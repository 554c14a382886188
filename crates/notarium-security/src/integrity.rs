// SPDX-License-Identifier: PMPL-1.0-or-later
// Copyright (c) 2026 Jonathan D.A. Jewell (hyperpolymath) <jonathan.jewell@open.ac.uk>
//
// Content addressing — SHA-256 fingerprints over raw bytes and over
// canonicalised structured payloads.

use notarium_core::error::{NotariumError, Result};
use notarium_core::types::Fingerprint;
use serde::Serialize;
use serde_json::{Map, Value};
use sha2::{Digest, Sha256};

/// SHA-256 fingerprint of `data`.
///
/// Pure and deterministic: only the byte sequence matters.
pub fn digest(data: &[u8]) -> Fingerprint {
    let mut hasher = Sha256::new();
    hasher.update(data);
    Fingerprint::from_bytes(hasher.finalize().into())
}

/// Fingerprint of a structured value, independent of map key order.
///
/// The value is converted to JSON, every object is rebuilt with its keys in
/// lexicographic order, and the compact encoding is hashed. Two payloads that
/// differ only in the order their fields were inserted hash identically.
/// Sequence order is preserved and is significant.
pub fn digest_of<T: Serialize + ?Sized>(value: &T) -> Result<Fingerprint> {
    Ok(digest(canonical_json(value)?.as_bytes()))
}

/// The canonical compact JSON encoding used by [`digest_of`].
pub fn canonical_json<T: Serialize + ?Sized>(value: &T) -> Result<String> {
    let value =
        serde_json::to_value(value).map_err(|e| NotariumError::Canonicalization(e.to_string()))?;
    serde_json::to_string(&canonicalize(value))
        .map_err(|e| NotariumError::Canonicalization(e.to_string()))
}

// serde_json's map may preserve insertion order when another crate in the
// graph enables `preserve_order`, so ordering is enforced here explicitly.
fn canonicalize(value: Value) -> Value {
    match value {
        Value::Object(map) => {
            let mut entries: Vec<(String, Value)> = map.into_iter().collect();
            entries.sort_by(|a, b| a.0.cmp(&b.0));
            let mut sorted = Map::with_capacity(entries.len());
            for (k, v) in entries {
                sorted.insert(k, canonicalize(v));
            }
            Value::Object(sorted)
        }
        Value::Array(items) => Value::Array(items.into_iter().map(canonicalize).collect()),
        other => other,
    }
}

/// SHA-256 of `data` as a lowercase hex string.
pub fn hash_hex(data: &[u8]) -> String {
    digest(data).to_hex()
}

/// Verify that `data` matches the expected SHA-256 hex digest.
///
/// Returns `Err(NotariumError::IntegrityMismatch)` with the expected and
/// actual values when it does not.
pub fn verify_hash(data: &[u8], expected_hex: &str) -> Result<()> {
    let actual = hash_hex(data);
    if actual.eq_ignore_ascii_case(expected_hex) {
        Ok(())
    } else {
        Err(NotariumError::IntegrityMismatch {
            expected: expected_hex.to_owned(),
            actual,
        })
    }
}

════════════════════

**Problem description:** Across the entries above, find the lines with the string "NotariumError" and copy them.

**Written solution:**
use notarium_core::error::{NotariumError, Result};
        serde_json::to_value(value).map_err(|e| NotariumError::Canonicalization(e.to_string()))?;
        .map_err(|e| NotariumError::Canonicalization(e.to_string()))
/// Returns `Err(NotariumError::IntegrityMismatch)` with the expected and
        Err(NotariumError::IntegrityMismatch {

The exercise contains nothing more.